Forum OpenACS Development: Query optimization

Collapse
Posted by Don Baccus on
Throughout the ACS 4.2 codebase we inherited you'll find queries like this: select * from foo where foo.key in (select key from bar where ...); These queries are very inefficient in PostgreSQL. My presumption has been that aD adopted this style of query based on solid information that Oracle would properly optimize such queries (in principle they can be transformed into a sort of "join-exists" that can't be expressed in SQL directly, i.e. turn it into a join but stop the join as soon as the "in" condition is satisfied). But recently Janine's found some information on an Oracle discussion list that claims the opposite, i.e. that Oracle, like Postgres, does no such optimization but rather computes the subselect then performs the "in" operation on the returned rowset, guaranteed in many cases to be extremely slow. The one case that triggered the response I've included below showed the "in (subselect)" construct taking 8 seconds with the outer join taking 0.11 seconds (the argument applies to inner joins as well). Does anyone here with extended Oracle experience have any more data to share on this matter? The toolkit is still full of such queries. These certainly need to be weeded out of the Postgres version for our next release (no way we're going to hold up this release for such wholesale changes). The question is whether or not to do so for Oracle. There's a strong maintenance argument in favor regardless (we can continue to share many more queries if we switch to the join equivalent for both RDBMSs) but I'm curious as to whether or not there's also a strong performance argument in favor for Oracle (the argument for PG is a given)
.


>Outer joins will almost always perform better due to one simple fact:
> SQL statements in parenthesis are performed separately from the
calling SQL
> statements.  So a sql statement like this:
> select * from table_a A where A.column_a not in (select B.column_b from
> table_b B where B.column_b = 22);
> the way this executes is the select B.column_b ... is execute first.
 Then,
> the results from this statement are used almost like an array with
the first
> sql statement.  No indexes are used whatsoever in this kind of
query, as the
> Oracle optimizer can not figure out which index is appropriate.  If
you look
> at these queries in Oracle Database Studio (there's a way you can
see how the
> optimizer works on the query's, as well as costs - it's under session
> information, and the last run SQL), you'll see how this works.
> Outer joins however, can be optimized, as they're run as one single sql
> statement, that get's optimized.
> Cheers!
Collapse
Posted by John Mileham on
I'm frankly surprised that there are many in(subselect) queries in the core, as it was common knowledge around aD when I was there (straight through the release of 4.x) that in = bad, exists = good.  I can't provide a behind-the-scenes look at Oracle's behavior in these cases, but I've seen it in action on complex queries on Oracle (hacking on photo.net).  Not only are "in" queries immensely slow relative to "exists" queries, but they will error if the result set of the subselect is too large because it has to store the returned rows instead of streaming them through the rest of the query in parallel.
Collapse
Posted by Don Baccus on
Hmmm, interesting feedback.

It is clear when reading the code that avoiding JOINs in favor of "in (subselect)" or "= (subselect)" was an intentional strategy when the ACS 4 codebase was developed.  And not just the core, in application packages as well.  These two subselect constructs are used almost literally whenever possible.

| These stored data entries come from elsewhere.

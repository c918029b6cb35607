//! # Reconciliation
//!
//! Combines the cache, the push transport and the polling scheduler into one
//! reconciled value per tracked resource.
//!
//! ## Contained Modules:
//! - **`engine`**: [`SyncCoordinator`] and the per-resource task that applies
//!   every update in sequence order.
//! - **`resource`**: resource descriptors, fetch types and the consumer handle.
//! - **`merge`**: how a push notification changes the current value.
//! - **`throttle`**: trailing-window coalescing of routine invalidations.
//! - **`fallback`**: operation mode derived from the transport state.
//! - **`state`**: the consumer-visible snapshot and counters.

#![forbid(unsafe_code)]
#![warn(rust_2018_idioms, unused_qualifications)]

pub mod engine;
pub mod fallback;
pub mod merge;
pub mod resource;
pub mod state;
pub mod throttle;

pub use engine::SyncCoordinator;
pub use fallback::OperationMode;
pub use merge::MergeOutcome;
pub use resource::{
    Classifier, FetchContext, Fetched, ResourceDescriptor, ResourceFetcher, ResourceHandle,
    UpdateClass,
};
pub use state::{ResourceSnapshot, SyncStats, UpdateSource};
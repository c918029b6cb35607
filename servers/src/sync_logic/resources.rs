use std::sync::Arc;
use std::time::Duration;

use lib_sync::coordinator::ResourceDescriptor;
use lib_sync::core::Subscription;
use lib_sync::ingestors::Priority;
use lib_sync::retrieve::{http_fetcher, ApiClient};
use serde::{Deserialize, Serialize};

/// One HTTP-backed resource the agent keeps in sync.
#[derive(Deserialize, Serialize, Debug, Clone, PartialEq)]
#[serde(rename_all = "camelCase")]
pub struct ResourceSpec {
    /// Cache and registry key.
    pub key: String,
    /// Path relative to the API base URL.
    pub path: String,
    /// Push channel; `type` or `type:id`.
    #[serde(default)]
    pub channel: Option<String>,
    #[serde(default)]
    pub interval_ms: Option<u64>,
    #[serde(default)]
    pub priority: Priority,
    #[serde(default)]
    pub ttl_ms: Option<u64>,
    #[serde(default)]
    pub urgent_events: Vec<String>,
    #[serde(default = "default_polling")]
    pub polling: bool,
}

fn default_polling() -> bool {
    true
}

impl ResourceSpec {
    pub fn subscription(&self) -> Option<Subscription> {
        let channel = self.channel.as_deref()?;
        Some(match channel.split_once(':') {
            Some((resource_type, id)) if !id.is_empty() => Subscription::new(resource_type).with_id(id),
            Some((resource_type, _)) => Subscription::new(resource_type),
            None => Subscription::new(channel),
        })
    }

    pub fn descriptor(&self, client: Arc<ApiClient>) -> ResourceDescriptor {
        let mut descriptor =
            ResourceDescriptor::with_fetcher(self.key.clone(), http_fetcher(client, self.path.clone()))
                .priority(self.priority)
                .urgent_events(&self.urgent_events);

        if let Some(subscription) = self.subscription() {
            descriptor = descriptor.subscribe(subscription);
        }
        if let Some(ms) = self.interval_ms {
            descriptor = descriptor.interval(Duration::from_millis(ms));
        }
        if let Some(ms) = self.ttl_ms {
            descriptor = descriptor.ttl(Duration::from_millis(ms));
        }
        if !self.polling {
            descriptor = descriptor.without_polling();
        }
        descriptor
    }
}
//! # lib_sync
//!
//! Real-time synchronization layer. Keeps a consumer's view of server-side
//! resources fresh by reconciling three update sources into one value per
//! resource:
//!
//! - a persistent push channel ([`ingestors::push_wss::TransportClient`]),
//! - an adaptive pull scheduler ([`ingestors::polling::PollingScheduler`]),
//! - a local TTL/LRU cache ([`connections::cache_store::LocalCacheStore`]),
//!
//! composed by the [`coordinator::SyncCoordinator`].

// Declare the modules to re-export
pub mod configs;
pub mod connections;
pub mod coordinator;
pub mod core;
pub mod error;
pub mod ingestors;
#[cfg(feature = "http-fetch")]
pub mod retrieve;

// Re-export the main entry points
pub use configs::{ConfigError, SyncConfig};
pub use connections::{CacheEntry, LocalCacheStore, SetOptions};
pub use coordinator::{
    OperationMode, ResourceDescriptor, ResourceHandle, ResourceSnapshot, SyncCoordinator,
    SyncStats, UpdateSource,
};
pub use crate::core::{Clock, ManualClock, SharedEnvironment, Subscription, SystemClock};
pub use error::SyncError;
pub use ingestors::{
    ConnectionStatus, PollTask, PollingScheduler, Priority, TransportClient,
};
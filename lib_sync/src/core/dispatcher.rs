//! # Notification Dispatcher
//!
//! Distributes decoded push notifications to in-process listeners. A single
//! notification is wrapped in an `Arc` once and every matching listener gets a
//! pointer to the same allocation.
//!
//! Listeners register under a topic. Each notification is delivered on up to
//! four topics, from the broadest to the narrowest:
//!
//! | topic                         | receives                                 |
//! |-------------------------------|------------------------------------------|
//! | `notification`                | everything                               |
//! | `notification:<type>`         | every change to one resource type        |
//! | `notification:<type>:<event>` | one action on one resource type          |
//! | `notification:<type>:<id>`    | every change to one record               |
//!
//! Listeners whose receiver was dropped are removed on the next dispatch.

use std::collections::HashMap;
use std::sync::atomic::{AtomicU64, Ordering};
use std::sync::{Arc, Mutex};

use tokio::sync::mpsc;

use super::lock_or_recover;
use crate::ingestors::frames::NotificationMessage;

/// Which notifications a listener wants.
#[derive(Debug, Clone, PartialEq, Eq, Hash)]
pub enum ListenerTopic {
    /// Every notification.
    All,
    /// Every notification for one resource type.
    Resource(String),
    /// One event name on one resource type.
    Action(String, String),
    /// Every notification for one record.
    Record(String, String),
}

impl ListenerTopic {
    /// The string form used as the dispatch key.
    pub fn name(&self) -> String {
        match self {
            ListenerTopic::All => "notification".to_string(),
            ListenerTopic::Resource(t) => format!("notification:{}", t),
            ListenerTopic::Action(t, event) => format!("notification:{}:{}", t, event),
            ListenerTopic::Record(t, id) => format!("notification:{}:{}", t, id),
        }
    }
}

/// Receiving half handed to a listener.
pub struct NotificationListener {
    /// Id to pass to [`NotificationDispatcher::remove_listener`].
    pub id: u64,
    /// Topic the listener registered under.
    pub topic: ListenerTopic,
    rx: mpsc::UnboundedReceiver<Arc<NotificationMessage>>,
}

impl NotificationListener {
    /// Waits for the next notification. `None` once the dispatcher is gone.
    pub async fn recv(&mut self) -> Option<Arc<NotificationMessage>> {
        self.rx.recv().await
    }

    /// Non-blocking receive.
    pub fn try_recv(&mut self) -> Option<Arc<NotificationMessage>> {
        self.rx.try_recv().ok()
    }
}

struct ListenerHandle {
    id: u64,
    sender: mpsc::UnboundedSender<Arc<NotificationMessage>>,
}

/// Topic-keyed fan-out of notifications.
#[derive(Default)]
pub struct NotificationDispatcher {
    listeners: Mutex<HashMap<String, Vec<ListenerHandle>>>,
    next_id: AtomicU64,
}

impl NotificationDispatcher {
    /// Creates a dispatcher with no listeners.
    pub fn new() -> Self {
        Self::default()
    }

    /// Registers a listener on `topic`.
    pub fn listen(&self, topic: ListenerTopic) -> NotificationListener {
        let (tx, rx) = mpsc::unbounded_channel();
        let id = self.next_id.fetch_add(1, Ordering::Relaxed);
        let name = topic.name();

        lock_or_recover(&self.listeners)
            .entry(name.clone())
            .or_default()
            .push(ListenerHandle { id, sender: tx });
        log::debug!("[dispatch] listener {} registered on '{}'", id, name);

        NotificationListener { id, topic, rx }
    }

    /// Removes a listener by id. Returns true if it was registered.
    pub fn remove_listener(&self, id: u64) -> bool {
        let mut listeners = lock_or_recover(&self.listeners);
        let mut found = false;
        listeners.retain(|_, handles| {
            let before = handles.len();
            handles.retain(|h| h.id != id);
            found |= handles.len() != before;
            !handles.is_empty()
        });
        found
    }

    /// Delivers `message` on every topic it matches. Returns how many listeners received it.
    pub fn dispatch(&self, message: NotificationMessage) -> usize {
        let message = Arc::new(message);
        let mut topics = vec![
            ListenerTopic::All.name(),
            ListenerTopic::Resource(message.resource_type.clone()).name(),
            ListenerTopic::Action(message.resource_type.clone(), message.event.clone()).name(),
        ];
        if let Some(id) = &message.resource_id {
            let record = ListenerTopic::Record(message.resource_type.clone(), id.clone()).name();
            // An id equal to the event name would address the same topic twice.
            if !topics.contains(&record) {
                topics.push(record);
            }
        }

        let mut delivered = 0;
        let mut listeners = lock_or_recover(&self.listeners);
        for topic in &topics {
            let Some(handles) = listeners.get_mut(topic) else {
                continue;
            };
            handles.retain(|handle| match handle.sender.send(Arc::clone(&message)) {
                Ok(_) => {
                    delivered += 1;
                    true
                }
                Err(_) => {
                    log::debug!("[dispatch] listener {} gone, removing", handle.id);
                    false
                }
            });
        }
        listeners.retain(|_, handles| !handles.is_empty());
        delivered
    }

    /// Number of live listeners on `topic`.
    pub fn listener_count(&self, topic: &ListenerTopic) -> usize {
        lock_or_recover(&self.listeners)
            .get(&topic.name())
            .map_or(0, Vec::len)
    }
}

#[cfg(test)]
mod tests {
    use super::*;
    use crate::ingestors::frames::Action;
    use serde_json::json;

    fn message(resource_type: &str, id: Option<&str>, event: &str) -> NotificationMessage {
        NotificationMessage {
            resource_type: resource_type.to_string(),
            resource_id: id.map(str::to_string),
            action: Action::from_event(event),
            event: event.to_string(),
            data: json!({"id": id}),
            timestamp: None,
        }
    }

    #[tokio::test]
    async fn one_notification_reaches_every_matching_topic() {
        let dispatcher = NotificationDispatcher::new();
        let mut all = dispatcher.listen(ListenerTopic::All);
        let mut by_type = dispatcher.listen(ListenerTopic::Resource("orders".into()));
        let mut by_action =
            dispatcher.listen(ListenerTopic::Action("orders".into(), "updated".into()));
        let mut by_record = dispatcher.listen(ListenerTopic::Record("orders".into(), "7".into()));
        let mut other = dispatcher.listen(ListenerTopic::Resource("users".into()));

        let delivered = dispatcher.dispatch(message("orders", Some("7"), "updated"));
        assert_eq!(delivered, 4);

        let first = all.recv().await.unwrap();
        let second = by_type.recv().await.unwrap();
        assert!(Arc::ptr_eq(&first, &second));
        assert_eq!(by_action.recv().await.unwrap().action, Action::Update);
        assert_eq!(
            by_record.recv().await.unwrap().resource_id.as_deref(),
            Some("7")
        );
        assert!(other.try_recv().is_none());
    }

    #[tokio::test]
    async fn dropped_listeners_are_pruned() {
        let dispatcher = NotificationDispatcher::new();
        let keep = dispatcher.listen(ListenerTopic::All);
        drop(dispatcher.listen(ListenerTopic::All));

        assert_eq!(dispatcher.dispatch(message("orders", None, "created")), 1);
        assert_eq!(dispatcher.listener_count(&ListenerTopic::All), 1);

        assert!(dispatcher.remove_listener(keep.id));
        assert!(!dispatcher.remove_listener(keep.id));
        assert_eq!(dispatcher.listener_count(&ListenerTopic::All), 0);
    }
}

This wasn't true in the ACS 3.x codebase.

Given the fact that use of such constructs seems clearly intentional, I've assumed aD knew for certain that Oracle would optimize them into the (theoretically possible, but not expressable in SQL) "join-exists"
style operation I mentioned above.

While apparently it is becoming clear that Oracle does not?

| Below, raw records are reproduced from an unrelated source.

//! Reconnect delay policy and jitter helper.

use std::time::Duration;

use rand::Rng;

use crate::configs::TransportConfig;

/// Exponential reconnect schedule with a cap and a retry budget.
#[derive(Debug, Clone, Copy, PartialEq)]
pub struct ReconnectPolicy {
    /// Delay before the first reconnect.
    pub base: Duration,
    /// Upper bound for any delay before jitter.
    pub cap: Duration,
    /// Reconnects allowed before giving up.
    pub max_attempts: u32,
    /// Extra random delay, as a fraction of the computed delay.
    pub jitter_ratio: f64,
}

impl ReconnectPolicy {
    /// Builds the policy from transport settings.
    pub fn from_config(config: &TransportConfig) -> Self {
        Self {
            base: Duration::from_millis(config.reconnect_base_delay_ms),
            cap: Duration::from_millis(config.reconnect_max_delay_ms),
            max_attempts: config.max_reconnect_attempts,
            jitter_ratio: config.reconnect_jitter_ratio,
        }
    }

    /// `min(base * 2^(attempt-1), cap)` for a 1-based attempt number.
    pub fn base_delay(&self, attempt: u32) -> Duration {
        let exponent = attempt.saturating_sub(1);
        let factor = 1u64.checked_shl(exponent).unwrap_or(u64::MAX);
        let millis = (self.base.as_millis() as u64).saturating_mul(factor);
        Duration::from_millis(millis).min(self.cap)
    }

    /// [`base_delay`](Self::base_delay) plus jitter.
    pub fn delay(&self, attempt: u32) -> Duration {
        add_jitter(self.base_delay(attempt), self.jitter_ratio)
    }

    /// True once `attempt` is past the retry budget.
    pub fn exhausted(&self, attempt: u32) -> bool {
        attempt > self.max_attempts
    }
}

/// Adds a uniformly random extra delay in `[0, ratio * duration]`.
pub fn add_jitter(duration: Duration, ratio: f64) -> Duration {
    if ratio <= 0.0 || duration.is_zero() {
        return duration;
    }
    let max_extra = duration.as_secs_f64() * ratio.min(1.0);
    let extra = rand::rng().random_range(0.0..=max_extra);
    duration + Duration::from_secs_f64(extra)
}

(I'm more familiar with the innards and details of PostgreSQL, and know for certain both subselect-style constructs are a poor choice in PG).

I'm doing a little digging around in the aD developer forum, and the best I can come up with thus far is that joining against complex views (like the permissions/party view) is handled poorly by Oracle and thus the "in" form may be faster.  This, though, assumes that you can "slice" the view down to reasonable size in your "where" clause.

Thinking in terms of another thread, this may be one reason why so many variants of "read" (etc) perms are created, i.e. one-per-package.  Using the above-described hack to get around slow JOINs on the permissions view works better if you can "slice" a small piece out of the generalized party/permissions view, and the more variants of "read", "write" etc you have the more likely it is that such a slice will be small.

In another words a couple of hack approaches to get around what might be fundamentally a relatively slow design ...

Collapse
Posted by Jonathan Ellis on
It's kind of a shame because to my mind the exists form is both more concise and easier to read than joins that need group by and having clauses.  Oh, well...
Collapse
Posted by Don Baccus on
My quibble is not with "exists" which in general is a very good way to write a query, just queries like
select *
from foo
where foo.key in (select bar.key
                  from bar
                  where bar.key = :something)
Apparently the above is better than a join if "bar" is actually a complex view in some cases.
Collapse
Posted by Jonathan Ellis on
I'm following you... but even where it's more a "real" exists like
select u.user_id, last_name, email, priv_email, url
from users u
where exists (select 1 from bf2_party_stats_mv p
              where p.user_id = u.user_id and score > 1)
(note each user can have multiple parties) it's a factor of 10 or so slower than
select u.user_id, last_name, email, priv_email, url
from users u, bf2_party_stats_mv p
where u.user_id = p.user_id
group by u.user_id, last_name, email, priv_email, url
having sum(score) > 1
Here, party_stats_mv is extremely volatile so I have no indexes on it and the double sequential scan PG does with the exists query kills it. However, similar queries on tables where I can have an index on the join key show the exists form to be faster by 50-100%. But, the exists form is about 20% slower for count(*) queries whether or not an index exists.

(Tested with 1.2k rows in users and 1.6k in parties.)

Collapse
Posted by Don Baccus on
What happens if you do declare an index on user_id, even though the table's volatile?  It will slow inserts and updates but should make selects go much faster.

Anyway, I'm glad that exists is fast when you've tested with an index!

Collapse
Posted by Jonathan Ellis on
right...  there's way more updating going on on that table than selects.  selects pretty much only gets hit when someone wants to see the high scores. :)
Collapse
Posted by Don Baccus on
Well, then, in a sense you've answered your own question, right?  You've decided to cripple the optimizer in the "select" case in order to speed up the "insert/update" case.

Perfectly OK but it's not really a true measure of the efficiency of one  form of query over another because you're not optimizing your datamodel for that query (the select) but rather for dml statements.

It is a great example of the trade-offs involved when you do traffic analysis, though!  In this case you know that there are many "insert/update" dml statements and rather few "select"s.

What you may not know is that PG is relatively poor, performance-wise, at "update" dml statements.  So your dropping of the index is helping to mask that.

(this isn't a PG knock, PG's extremely good at other things and insert/update performance is near top of the list for future banging in PG 7.3)